◆ Task statement:
Please report how many lines in these records contain the string "Modifiers", and give nothing besides the number.
------ Available data
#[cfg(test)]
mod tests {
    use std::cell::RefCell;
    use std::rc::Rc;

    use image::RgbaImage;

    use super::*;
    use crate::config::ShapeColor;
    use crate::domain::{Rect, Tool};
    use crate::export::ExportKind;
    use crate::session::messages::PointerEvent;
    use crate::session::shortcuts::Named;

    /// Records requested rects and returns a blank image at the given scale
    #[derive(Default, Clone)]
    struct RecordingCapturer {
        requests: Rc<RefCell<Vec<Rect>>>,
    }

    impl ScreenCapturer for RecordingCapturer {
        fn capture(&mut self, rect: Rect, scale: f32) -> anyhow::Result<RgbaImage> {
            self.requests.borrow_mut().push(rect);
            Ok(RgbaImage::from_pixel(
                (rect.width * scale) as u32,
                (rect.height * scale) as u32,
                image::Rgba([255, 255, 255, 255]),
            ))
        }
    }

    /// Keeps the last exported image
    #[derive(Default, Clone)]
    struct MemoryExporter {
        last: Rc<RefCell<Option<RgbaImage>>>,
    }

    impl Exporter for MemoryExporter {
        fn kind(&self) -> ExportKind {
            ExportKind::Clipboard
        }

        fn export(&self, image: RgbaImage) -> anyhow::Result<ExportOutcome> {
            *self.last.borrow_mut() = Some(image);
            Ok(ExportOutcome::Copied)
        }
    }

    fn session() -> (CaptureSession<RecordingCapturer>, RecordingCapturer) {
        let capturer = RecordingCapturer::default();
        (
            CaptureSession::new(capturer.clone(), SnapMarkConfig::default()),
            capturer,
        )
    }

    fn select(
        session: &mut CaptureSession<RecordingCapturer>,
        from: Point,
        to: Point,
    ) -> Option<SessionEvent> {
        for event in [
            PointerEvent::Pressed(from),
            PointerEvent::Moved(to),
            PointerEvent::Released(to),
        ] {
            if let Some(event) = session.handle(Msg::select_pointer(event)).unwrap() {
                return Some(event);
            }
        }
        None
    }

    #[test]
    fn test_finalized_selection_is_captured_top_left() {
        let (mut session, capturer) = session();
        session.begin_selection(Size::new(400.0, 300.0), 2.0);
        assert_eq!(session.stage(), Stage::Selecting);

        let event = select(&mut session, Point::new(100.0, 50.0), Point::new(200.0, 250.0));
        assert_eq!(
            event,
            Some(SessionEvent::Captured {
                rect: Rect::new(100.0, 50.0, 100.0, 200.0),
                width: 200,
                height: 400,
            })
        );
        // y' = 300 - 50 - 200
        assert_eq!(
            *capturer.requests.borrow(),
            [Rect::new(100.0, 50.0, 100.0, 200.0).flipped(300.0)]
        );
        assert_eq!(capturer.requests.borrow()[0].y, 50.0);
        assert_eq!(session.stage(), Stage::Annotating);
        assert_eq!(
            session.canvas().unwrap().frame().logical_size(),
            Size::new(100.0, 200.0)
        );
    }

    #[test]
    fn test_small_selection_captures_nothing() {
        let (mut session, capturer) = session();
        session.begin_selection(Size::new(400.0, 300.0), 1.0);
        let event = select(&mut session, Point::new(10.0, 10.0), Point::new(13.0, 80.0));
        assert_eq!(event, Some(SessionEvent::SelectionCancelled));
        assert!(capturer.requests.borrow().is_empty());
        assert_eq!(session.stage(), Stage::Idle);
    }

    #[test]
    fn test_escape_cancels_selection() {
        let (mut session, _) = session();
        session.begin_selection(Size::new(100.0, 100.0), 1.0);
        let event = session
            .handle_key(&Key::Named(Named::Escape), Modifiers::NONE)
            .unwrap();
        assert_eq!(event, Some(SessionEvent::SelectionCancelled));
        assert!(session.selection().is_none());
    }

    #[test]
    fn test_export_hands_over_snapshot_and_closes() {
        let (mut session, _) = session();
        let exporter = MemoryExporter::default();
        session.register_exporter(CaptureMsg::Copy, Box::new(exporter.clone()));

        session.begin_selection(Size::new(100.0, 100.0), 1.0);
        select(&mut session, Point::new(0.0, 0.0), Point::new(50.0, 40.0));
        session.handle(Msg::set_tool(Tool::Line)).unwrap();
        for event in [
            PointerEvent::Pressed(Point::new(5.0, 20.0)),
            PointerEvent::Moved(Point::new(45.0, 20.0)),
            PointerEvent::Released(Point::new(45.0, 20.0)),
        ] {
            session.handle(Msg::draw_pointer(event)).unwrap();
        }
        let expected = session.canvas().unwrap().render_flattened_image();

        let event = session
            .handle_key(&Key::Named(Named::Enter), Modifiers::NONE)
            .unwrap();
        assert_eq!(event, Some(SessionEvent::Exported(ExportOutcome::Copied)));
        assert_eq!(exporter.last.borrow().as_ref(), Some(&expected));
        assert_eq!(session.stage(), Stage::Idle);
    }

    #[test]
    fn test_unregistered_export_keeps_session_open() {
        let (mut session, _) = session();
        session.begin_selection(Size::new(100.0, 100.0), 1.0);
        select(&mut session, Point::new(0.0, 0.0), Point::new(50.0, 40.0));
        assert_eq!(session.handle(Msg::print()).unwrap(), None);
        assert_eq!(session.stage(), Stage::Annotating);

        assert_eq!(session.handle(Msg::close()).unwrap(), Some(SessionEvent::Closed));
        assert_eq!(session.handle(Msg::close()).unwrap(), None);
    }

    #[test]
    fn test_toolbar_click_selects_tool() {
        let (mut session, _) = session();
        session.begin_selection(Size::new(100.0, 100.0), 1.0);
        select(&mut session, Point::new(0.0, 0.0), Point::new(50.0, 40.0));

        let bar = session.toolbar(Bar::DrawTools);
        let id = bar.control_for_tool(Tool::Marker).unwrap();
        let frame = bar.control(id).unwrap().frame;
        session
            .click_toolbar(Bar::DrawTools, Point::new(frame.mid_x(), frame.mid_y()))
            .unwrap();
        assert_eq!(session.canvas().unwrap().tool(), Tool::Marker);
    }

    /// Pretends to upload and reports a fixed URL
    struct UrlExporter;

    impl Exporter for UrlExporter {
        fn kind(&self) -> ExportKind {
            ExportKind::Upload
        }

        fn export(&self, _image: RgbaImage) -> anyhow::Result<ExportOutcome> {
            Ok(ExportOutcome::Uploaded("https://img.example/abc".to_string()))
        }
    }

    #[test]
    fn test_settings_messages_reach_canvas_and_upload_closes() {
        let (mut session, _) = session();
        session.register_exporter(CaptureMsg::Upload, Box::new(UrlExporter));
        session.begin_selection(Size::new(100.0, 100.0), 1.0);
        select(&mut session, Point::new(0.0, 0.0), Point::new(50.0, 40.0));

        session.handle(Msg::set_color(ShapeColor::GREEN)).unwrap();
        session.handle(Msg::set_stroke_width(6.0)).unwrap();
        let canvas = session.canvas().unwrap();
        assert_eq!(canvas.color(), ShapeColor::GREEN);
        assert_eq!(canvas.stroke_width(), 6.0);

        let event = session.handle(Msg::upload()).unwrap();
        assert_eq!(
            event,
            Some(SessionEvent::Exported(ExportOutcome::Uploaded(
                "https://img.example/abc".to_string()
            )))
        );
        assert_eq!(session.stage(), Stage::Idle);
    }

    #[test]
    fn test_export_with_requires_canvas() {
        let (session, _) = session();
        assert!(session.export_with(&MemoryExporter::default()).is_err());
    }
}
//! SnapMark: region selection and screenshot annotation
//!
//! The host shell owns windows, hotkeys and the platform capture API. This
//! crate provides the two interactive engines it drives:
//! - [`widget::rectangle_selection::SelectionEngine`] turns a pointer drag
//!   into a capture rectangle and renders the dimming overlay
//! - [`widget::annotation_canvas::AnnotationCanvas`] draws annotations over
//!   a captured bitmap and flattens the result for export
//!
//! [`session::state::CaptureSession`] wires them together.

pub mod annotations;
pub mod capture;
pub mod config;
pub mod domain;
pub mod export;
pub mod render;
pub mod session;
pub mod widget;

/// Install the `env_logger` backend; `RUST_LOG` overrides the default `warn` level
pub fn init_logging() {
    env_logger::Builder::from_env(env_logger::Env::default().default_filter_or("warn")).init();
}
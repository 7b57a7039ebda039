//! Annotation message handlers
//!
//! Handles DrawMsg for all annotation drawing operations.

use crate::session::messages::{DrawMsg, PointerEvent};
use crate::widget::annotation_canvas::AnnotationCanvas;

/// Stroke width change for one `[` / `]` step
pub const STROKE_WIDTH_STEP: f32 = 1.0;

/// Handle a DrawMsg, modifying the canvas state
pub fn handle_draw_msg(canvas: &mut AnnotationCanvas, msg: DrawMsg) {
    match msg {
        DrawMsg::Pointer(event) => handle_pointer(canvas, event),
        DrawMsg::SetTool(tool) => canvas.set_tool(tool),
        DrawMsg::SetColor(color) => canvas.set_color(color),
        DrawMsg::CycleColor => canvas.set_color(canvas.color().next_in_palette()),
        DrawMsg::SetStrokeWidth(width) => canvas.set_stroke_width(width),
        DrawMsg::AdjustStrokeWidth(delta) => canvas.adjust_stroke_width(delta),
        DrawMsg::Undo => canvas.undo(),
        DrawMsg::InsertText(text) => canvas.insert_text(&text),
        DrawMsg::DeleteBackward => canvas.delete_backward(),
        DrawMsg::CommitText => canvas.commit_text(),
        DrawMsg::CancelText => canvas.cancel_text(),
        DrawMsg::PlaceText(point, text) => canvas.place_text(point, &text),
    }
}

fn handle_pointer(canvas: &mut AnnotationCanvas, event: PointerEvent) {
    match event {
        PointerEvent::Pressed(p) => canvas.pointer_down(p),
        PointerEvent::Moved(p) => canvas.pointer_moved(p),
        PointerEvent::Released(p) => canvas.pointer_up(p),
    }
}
------------
◆ Exercise output:
2